EXERCISE:
Output, without any change, the listing below from its opening line up to and including the line with "use std::time::Duration;".

INPUT RECORDS:
:::

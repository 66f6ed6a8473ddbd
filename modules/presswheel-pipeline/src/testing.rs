// Test doubles for the admission pipeline.
//
// - StaticSupply (ClusterSupply): fixed brand groups
// - FailingSupply (ClusterSupply): upstream unavailable
// - MockGenerator (ArticleGenerator): headline→scripted response, records calls
//
// Plus builders for clusters, groups and artifacts.

use std::collections::HashMap;
use std::sync::Mutex;
use std::time::Duration;

use anyhow::{bail, Result};
use async_trait::async_trait;
use chrono::{DateTime, Utc};

use presswheel_common::{
    BrandGroup, ClusterData, GeneratedArtifact, QualityChecks, RecentArtifact, SourceItem,
};

use crate::traits::{ArticleGenerator, ClusterSupply};

// ---------------------------------------------------------------------------
// Builders
// ---------------------------------------------------------------------------

/// A single-item cluster. The item URL is derived from the headline so
/// centroid-less clusters still hash distinctly.
pub fn cluster(headline: &str, centroid: Option<Vec<f32>>) -> ClusterData {
    ClusterData {
        items: vec![SourceItem {
            title: headline.to_string(),
            url: format!("https://news.test/{}", headline.replace(' ', "-").to_lowercase()),
            summary: None,
            published_at: None,
        }],
        centroid,
        size: 1,
        similarity: 1.0,
    }
}

pub fn brand_group(brand: &str, headlines: &[&str]) -> BrandGroup {
    BrandGroup {
        brand: brand.to_string(),
        clusters: headlines.iter().map(|h| cluster(h, None)).collect(),
    }
}

pub fn clean_checks() -> QualityChecks {
    QualityChecks {
        has_data: true,
        has_sources: true,
        has_banned_words: false,
        has_unverified_claims: false,
        structure_valid: true,
    }
}

/// A generation result that clears the gate as "high quality".
pub fn passing_artifact(title: &str) -> GeneratedArtifact {
    GeneratedArtifact {
        title: title.to_string(),
        body: format!("Body for {title}"),
        embedding: None,
        quality: clean_checks(),
        confidence: 95,
    }
}

pub fn recent_artifact(id: &str, title: &str, created_at: DateTime<Utc>) -> RecentArtifact {
    RecentArtifact {
        id: id.to_string(),
        title: title.to_string(),
        created_at,
        published: true,
        view_count: 0,
        embedding: None,
        brand: "test".to_string(),
    }
}

// ---------------------------------------------------------------------------
// Supplies
// ---------------------------------------------------------------------------

pub struct StaticSupply {
    groups: Vec<BrandGroup>,
}

impl StaticSupply {
    pub fn new(groups: Vec<BrandGroup>) -> Self {
        Self { groups }
    }
}

#[async_trait]
impl ClusterSupply for StaticSupply {
    async fn brand_groups(&self) -> Result<Vec<BrandGroup>> {
        Ok(self.groups.clone())
    }
}

pub struct FailingSupply;

#[async_trait]
impl ClusterSupply for FailingSupply {
    async fn brand_groups(&self) -> Result<Vec<BrandGroup>> {
        bail!("FailingSupply: upstream clusters unavailable")
    }
}

// ---------------------------------------------------------------------------
// MockGenerator
// ---------------------------------------------------------------------------

#[derive(Clone)]
enum MockResponse {
    Generate(GeneratedArtifact),
    Fail(String),
}

/// Headline-keyed generator. Unregistered headlines get `passing_artifact`.
/// Builder pattern: `.on()`, `.failing_on()`, `.with_delay()`.
pub struct MockGenerator {
    responses: HashMap<String, MockResponse>,
    delay: Option<Duration>,
    calls: Mutex<Vec<String>>,
}

impl MockGenerator {
    pub fn new() -> Self {
        Self {
            responses: HashMap::new(),
            delay: None,
            calls: Mutex::new(Vec::new()),
        }
    }

    pub fn on(mut self, headline: &str, artifact: GeneratedArtifact) -> Self {
        self.responses
            .insert(headline.to_string(), MockResponse::Generate(artifact));
        self
    }

    pub fn failing_on(mut self, headline: &str) -> Self {
        self.responses.insert(
            headline.to_string(),
            MockResponse::Fail(format!("MockGenerator: scripted failure for {headline}")),
        );
        self
    }

    /// Sleep this long per call (use with a paused tokio clock).
    pub fn with_delay(mut self, delay: Duration) -> Self {
        self.delay = Some(delay);
        self
    }

    /// Headlines generated so far, in call order.
    pub fn calls(&self) -> Vec<String> {
        self.calls.lock().unwrap().clone()
    }
}

impl Default for MockGenerator {
    fn default() -> Self {
        Self::new()
    }
}

#[async_trait]
impl ArticleGenerator for MockGenerator {
    async fn generate(&self, _brand: &str, cluster: &ClusterData) -> Result<GeneratedArtifact> {
        let headline = cluster.headline().to_string();
        self.calls.lock().unwrap().push(headline.clone());

        if let Some(delay) = self.delay {
            tokio::time::sleep(delay).await;
        }

        match self.responses.get(&headline) {
            Some(MockResponse::Generate(artifact)) => Ok(artifact.clone()),
            Some(MockResponse::Fail(msg)) => bail!("{msg}"),
            None => {
                let mut artifact = passing_artifact(&headline);
                artifact.embedding = cluster.centroid.clone();
                Ok(artifact)
            }
        }
    }
}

:::

RESPONSE:
repository 66f6ed6a8473ddbd
filename modules/presswheel-pipeline/src/testing.rs
// Test doubles for the admission pipeline.
//
// - StaticSupply (ClusterSupply): fixed brand groups
// - FailingSupply (ClusterSupply): upstream unavailable
// - MockGenerator (ArticleGenerator): headline→scripted response, records calls
//
// Plus builders for clusters, groups and artifacts.

use std::collections::HashMap;
use std::sync::Mutex;
use std::time::Duration;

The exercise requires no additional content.